In his own life, after a decade, Marquez knew he needed to make a change. “By the time I left working as a sexual assault investigator, I got divorced and lost my house,” he tells me. He needed to “get off the horse,” as he describes it. He had full custody of his kids and wanted to be present for them. He wasn’t exactly successful at slowing down at work at first; he went to the abused child unit, then cold case homicide. “We don’t make good decisions,” he laughs. The job is addictive, and sex crimes carry some of the largest sentences. “When you win for somebody,” putting away a rapist or pedophile, “it’s the biggest high that you’ve ever felt in your life. It’s like winning the lottery.” It’s tough to walk away.

But along the way, it takes its toll. “It drained me,” he says. “It drained Nadine.” 

* * * * *

Around the station, other cops nicknamed Hernandez “The Public Defender,” gently ribbing her for how nonjudgmental she was, not only with victims but with friends and colleagues as well. “You could tell her the most messed-up stuff and she wouldn’t judge, no matter what you did wrong,” Marquez laughs, softening and raising his voice to imitate her. “Nadine would be like, ‘Oh, I know so-and-so, she had a rough life…’” 

It probably had something to do with her own background. Growing up, she spent her entire life in foster care, moving from family to family, according to friends, never permanently adopted, until she aged out of the system at 18. Her biological mother was an addict, in and out of her life. “I used to say to her, ‘How did you not come out fucked up?’” says LAPD Sergeant Jenn Wong, one of Hernandez’s closest friends. “She said, ‘I just pushed through. I knew I wanted something different. I didn’t want to end up like my mom.’” 

Hernandez’s mother was, as Wong puts it, “no mother at all,” but Hernandez still sought a relationship with her throughout her adult life, helping her mother with health problems, often related to her drug use. “As much as her mother put her through, she forgave her, took care of her. That’s the heart she had.”

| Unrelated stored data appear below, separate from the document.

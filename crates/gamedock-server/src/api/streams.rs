// Copyright (C) 2025 SyncMyOrders Sp. z o.o.
// SPDX-License-Identifier: AGPL-3.0-or-later
//! Server-sent event endpoints for container telemetry.
//!
//! Each subscriber gets its own producer; the response stream owns a
//! cancellation guard, so a client disconnect cancels the producer token and
//! the producer notices within one record. Records are framed as
//! `data: <payload>\n\n` with no event names, ids, or retry hints.

use std::convert::Infallible;
use std::pin::Pin;
use std::task::{Context, Poll};

use axum::extract::{Path, State};
use axum::http::HeaderMap;
use axum::response::sse::{Event, Sse};
use axum::response::IntoResponse;
use futures::stream::Stream;
use tokio::sync::mpsc;
use tokio_util::sync::{CancellationToken, DropGuard};

use gamedock_store::servers;

use super::auth;
use super::AppState;
use crate::error::{Error, Result};
use crate::telemetry;

/// A producer-backed SSE stream. Dropping it cancels the producer.
pub struct ProducerStream {
    rx: mpsc::Receiver<String>,
    _guard: DropGuard,
}

impl ProducerStream {
    /// Wrap a producer channel and the token that controls it.
    pub fn new(rx: mpsc::Receiver<String>, token: CancellationToken) -> Self {
        Self {
            rx,
            _guard: token.drop_guard(),
        }
    }
}

impl Stream for ProducerStream {
    type Item = std::result::Result<Event, Infallible>;

    fn poll_next(mut self: Pin<&mut Self>, cx: &mut Context<'_>) -> Poll<Option<Self::Item>> {
        self.rx
            .poll_recv(cx)
            .map(|record| record.map(|payload| Ok(Event::default().data(payload))))
    }
}

/// Wrap a producer stream in an event-stream response with the headers
/// proxies need to leave it unbuffered.
pub fn sse_response(stream: ProducerStream) -> impl IntoResponse {
    (
        [
            ("cache-control", "no-cache"),
            ("connection", "keep-alive"),
            ("x-accel-buffering", "no"),
        ],
        Sse::new(stream),
    )
}

async fn require_known_server(state: &AppState, id: &str) -> Result<()> {
    servers::get_by_id(&state.pool, id)
        .await?
        .map(|_| ())
        .ok_or_else(|| Error::NotFound(format!("Server '{}' not found", id)))
}

/// `GET /api/servers/{id}/logs` — user only; live log lines.
pub async fn server_logs(
    State(state): State<AppState>,
    headers: HeaderMap,
    Path(id): Path<String>,
) -> Result<impl IntoResponse> {
    auth::require_user(&state, &headers).await?;
    require_known_server(&state, &id).await?;

    let token = CancellationToken::new();
    let rx = telemetry::spawn_container_logs(
        state.docker.clone(),
        state.scheduler.container_name(&id),
        token.clone(),
    );

    Ok(sse_response(ProducerStream::new(rx, token)))
}

/// `GET /api/servers/{id}/stats` — user only; live CPU/RAM points.
pub async fn server_stats(
    State(state): State<AppState>,
    headers: HeaderMap,
    Path(id): Path<String>,
) -> Result<impl IntoResponse> {
    auth::require_user(&state, &headers).await?;
    require_known_server(&state, &id).await?;

    let token = CancellationToken::new();
    let rx = telemetry::spawn_container_stats(
        state.docker.clone(),
        state.scheduler.container_name(&id),
        token.clone(),
    );

    Ok(sse_response(ProducerStream::new(rx, token)))
}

Before joining the LAPD, Hernandez married and had two sons, both of whom are now in their 20s. Marquez says Hernandez referred to her ex-husband as her “was-band,” and the two had a great relationship even after they split. “He watched the boys while she went to the police academy; they spent holidays together. I was like, ‘Are you crazy? Me and my ex-wife fight like the Bloods and Crips! How do you get that?’” Years later, she had a daughter from another relationship, which ultimately ended, after which she became a single mom again. 

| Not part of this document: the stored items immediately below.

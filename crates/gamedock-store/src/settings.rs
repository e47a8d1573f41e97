// Copyright (C) 2025 SyncMyOrders Sp. z o.o.
// SPDX-License-Identifier: AGPL-3.0-or-later
//! Panel and bot settings bags.
//!
//! Each bag is a key/value table with an enumerated set of recognized keys.
//! Reads resolve stored value, then static default, then empty string.
//! Writers filter unknown keys against the recognized set.

use std::collections::HashMap;

use sqlx::SqlitePool;

use crate::Result;

/// Which settings table to address.
#[derive(Debug, Clone, Copy, PartialEq, Eq)]
pub enum Bag {
    /// Panel-wide operational settings.
    Panel,
    /// Chat-bot integration settings.
    Bot,
}

/// Recognized panel keys with static defaults.
const PANEL_DEFAULTS: &[(&str, &str)] = &[
    ("host_domain", "aypapol.com"),
    ("game_memory_limit_gb", "6"),
    ("game_cpu_limit", "3"),
    ("auto_stop_hours", "0"),
    ("max_backups_per_server", "5"),
    ("auto_backup_interval_hours", "0"),
];

/// Recognized bot keys. `logs_channel_id` is reserved.
const BOT_DEFAULTS: &[(&str, &str)] = &[
    ("allowed_channel_id", ""),
    ("errors_channel_id", ""),
    ("crashes_channel_id", ""),
    ("logs_channel_id", ""),
];

impl Bag {
    fn table(&self) -> &'static str {
        match self {
            Bag::Panel => "panel_settings",
            Bag::Bot => "bot_settings",
        }
    }

    fn defaults(&self) -> &'static [(&'static str, &'static str)] {
        match self {
            Bag::Panel => PANEL_DEFAULTS,
            Bag::Bot => BOT_DEFAULTS,
        }
    }

    /// Whether `key` is a recognized key for this bag.
    pub fn recognizes(&self, key: &str) -> bool {
        self.defaults().iter().any(|(k, _)| *k == key)
    }
}

/// Get one setting: stored value, else static default, else empty.
pub async fn get(pool: &SqlitePool, bag: Bag, key: &str) -> Result<String> {
    let query = format!("SELECT value FROM {} WHERE key = ?", bag.table());
    let stored: Option<(String,)> = sqlx::query_as(&query).bind(key).fetch_optional(pool).await?;

    if let Some((value,)) = stored {
        return Ok(value);
    }

    Ok(bag
        .defaults()
        .iter()
        .find(|(k, _)| *k == key)
        .map(|(_, v)| v.to_string())
        .unwrap_or_default())
}

/// Get one setting parsed as an integer, falling back to `fallback` on a
/// malformed value.
pub async fn get_i64(pool: &SqlitePool, bag: Bag, key: &str, fallback: i64) -> Result<i64> {
    let raw = get(pool, bag, key).await?;
    Ok(raw.trim().parse().unwrap_or(fallback))
}

/// Store one setting. Unknown keys are dropped silently.
pub async fn set(pool: &SqlitePool, bag: Bag, key: &str, value: &str) -> Result<()> {
    if !bag.recognizes(key) {
        return Ok(());
    }

    let query = format!(
        r#"
        INSERT INTO {} (key, value) VALUES (?, ?)
        ON CONFLICT (key) DO UPDATE SET value = excluded.value
        "#,
        bag.table()
    );
    sqlx::query(&query).bind(key).bind(value).execute(pool).await?;

    Ok(())
}

/// Remove a stored setting so the default applies again.
pub async fn unset(pool: &SqlitePool, bag: Bag, key: &str) -> Result<()> {
    let query = format!("DELETE FROM {} WHERE key = ?", bag.table());
    sqlx::query(&query).bind(key).execute(pool).await?;

    Ok(())
}

/// Effective values for every recognized key in the bag.
pub async fn get_all(pool: &SqlitePool, bag: Bag) -> Result<HashMap<String, String>> {
    let query = format!("SELECT key, value FROM {}", bag.table());
    let stored: Vec<(String, String)> = sqlx::query_as(&query).fetch_all(pool).await?;

    let mut all: HashMap<String, String> = bag
        .defaults()
        .iter()
        .map(|(k, v)| (k.to_string(), v.to_string()))
        .collect();

    for (key, value) in stored {
        if bag.recognizes(&key) {
            all.insert(key, value);
        }
    }

    Ok(all)
}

Wong met Hernandez in January 2015 when they both worked in the same station. Hernandez was still in sex crimes, Wong worked in Major Assault Crimes. They sat next to each other, helped each other out on a few cases and immediately bonded. “It was such a great friendship — overnight,” she says. Wong’s husband had just been diagnosed with cancer. “I was probably at the lowest time of my life,” she says. “I’m usually not a vulnerable person, but at that time, Nadine became my champion.”

Courtesy of Jenn Wong

A few months later, a rare spot in the Robbery Homicide Division opened up. Until then, Hernandez had been working the sex table in various geographical divisions around the city. Robbery Homicide Special Assault is its own division, investigating high-profile sexual assault cases, stranger and serial rapes and cold cases. Still, Hernandez was hesitant to apply as she’d been recently promoted to a supervisor position. She didn’t know if she had a real chance of getting the job and asked Wong’s advice. “I said, ‘Absolutely! This is your dream job. You’ve got to put in for it.’” She got it.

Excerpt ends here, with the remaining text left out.